3. The application according to claim 1, characterized in that, By knocking GmCML27 Genes are used to reduce the alkali tolerance of soybeans.

4. The application according to claim 1, characterized in that, Knock out the GmCML27 Genes are those containing the aforementioned GmCML27 The gene editing and knockout vector is introduced into soybean plants to achieve the desired result. The recombinant gene editing and knockout vector contains a target gene... GmCML27 The gRNA of the gene, the sequence of which is shown in SEQ ID NO.

10.

5. The application according to claim 1, characterized in that, The biomaterial is comprising the above.

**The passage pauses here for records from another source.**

//! Clock port.
//!
//! The engine reads wall-clock time and sleeps only through [`Clock`], so
//! tests can drive a run through hours of polling instantly.

use std::sync::Mutex;

use async_trait::async_trait;
use chrono::{DateTime, Utc};

#[async_trait]
pub trait Clock: Send + Sync {
    fn now(&self) -> DateTime<Utc>;

    /// Suspend until `deadline`; returns immediately if it already passed.
    async fn sleep_until(&self, deadline: DateTime<Utc>);
}

/// Production clock: `Utc::now` plus tokio timers.
#[derive(Debug, Clone, Copy, Default)]
pub struct SystemClock;

#[async_trait]
impl Clock for SystemClock {
    fn now(&self) -> DateTime<Utc> {
        Utc::now()
    }

    async fn sleep_until(&self, deadline: DateTime<Utc>) {
        // Negative remaining time (deadline passed while down) means no wait.
        if let Ok(remaining) = (deadline - Utc::now()).to_std() {
            tokio::time::sleep(remaining).await;
        }
    }
}

/// Clock that only moves when told to; sleeping jumps straight to the deadline.
#[derive(Debug)]
pub struct ManualClock {
    now: Mutex<DateTime<Utc>>,
}

impl ManualClock {
    pub fn new(start: DateTime<Utc>) -> Self {
        Self {
            now: Mutex::new(start),
        }
    }

    pub fn advance(&self, by: chrono::Duration) {
        let mut now = self.now.lock().unwrap_or_else(|e| e.into_inner());
        *now += by;
    }

    pub fn set(&self, to: DateTime<Utc>) {
        *self.now.lock().unwrap_or_else(|e| e.into_inner()) = to;
    }
}

#[async_trait]
impl Clock for ManualClock {
    fn now(&self) -> DateTime<Utc> {
        *self.now.lock().unwrap_or_else(|e| e.into_inner())
    }

    async fn sleep_until(&self, deadline: DateTime<Utc>) {
        let mut now = self.now.lock().unwrap_or_else(|e| e.into_inner());
        if deadline > *now {
            *now = deadline;
        }
    }
}

#[cfg(test)]
mod tests {
    use super::*;
    use chrono::TimeZone;

    #[tokio::test]
    async fn test_manual_clock_sleep_jumps_forward_only() {
        let start = Utc.with_ymd_and_hms(2023, 3, 7, 9, 0, 0).unwrap();
        let clock = ManualClock::new(start);

        clock.sleep_until(start + chrono::Duration::minutes(5)).await;
        assert_eq!(clock.now(), start + chrono::Duration::minutes(5));

        clock.sleep_until(start).await;
        assert_eq!(clock.now(), start + chrono::Duration::minutes(5));

        clock.advance(chrono::Duration::seconds(30));
        assert_eq!(clock.now(), start + chrono::Duration::seconds(330));
    }

    #[tokio::test]
    async fn test_system_clock_past_deadline_returns() {
        SystemClock
            .sleep_until(Utc::now() - chrono::Duration::hours(1))
            .await;
    }
}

GmCML27 Recombinant overexpression vectors for genes.

6. The application according to claim 5, characterized in that, The recombinant expression vector is used to express the... GmCML27 Gene inserted into pCAMBIA1300-GFP vector BamH Obtained at the I restriction site.

7. The application according to claim 1, characterized in that, The biomaterial is comprising the above. GmCML27 Recombinant engineered bacteria.

8. The application according to claim 7, characterized in that, The recombinant engineered bacteria were obtained by transferring the recombinant overexpression vector into Agrobacterium competent cells K599.

9. A method for cultivating soybean plants with improved alkali tolerance, characterized in that, Includes the following steps: Constructing the structure described in claim 1 GmCML27 Gene overexpression vectors; The overexpression vector was introduced into Agrobacterium competent cells, cultured, and the infection solution was obtained. Soybean plant tissues were infected with the aforementioned infection solution and cultured to obtain soybean plants with improved alkali tolerance.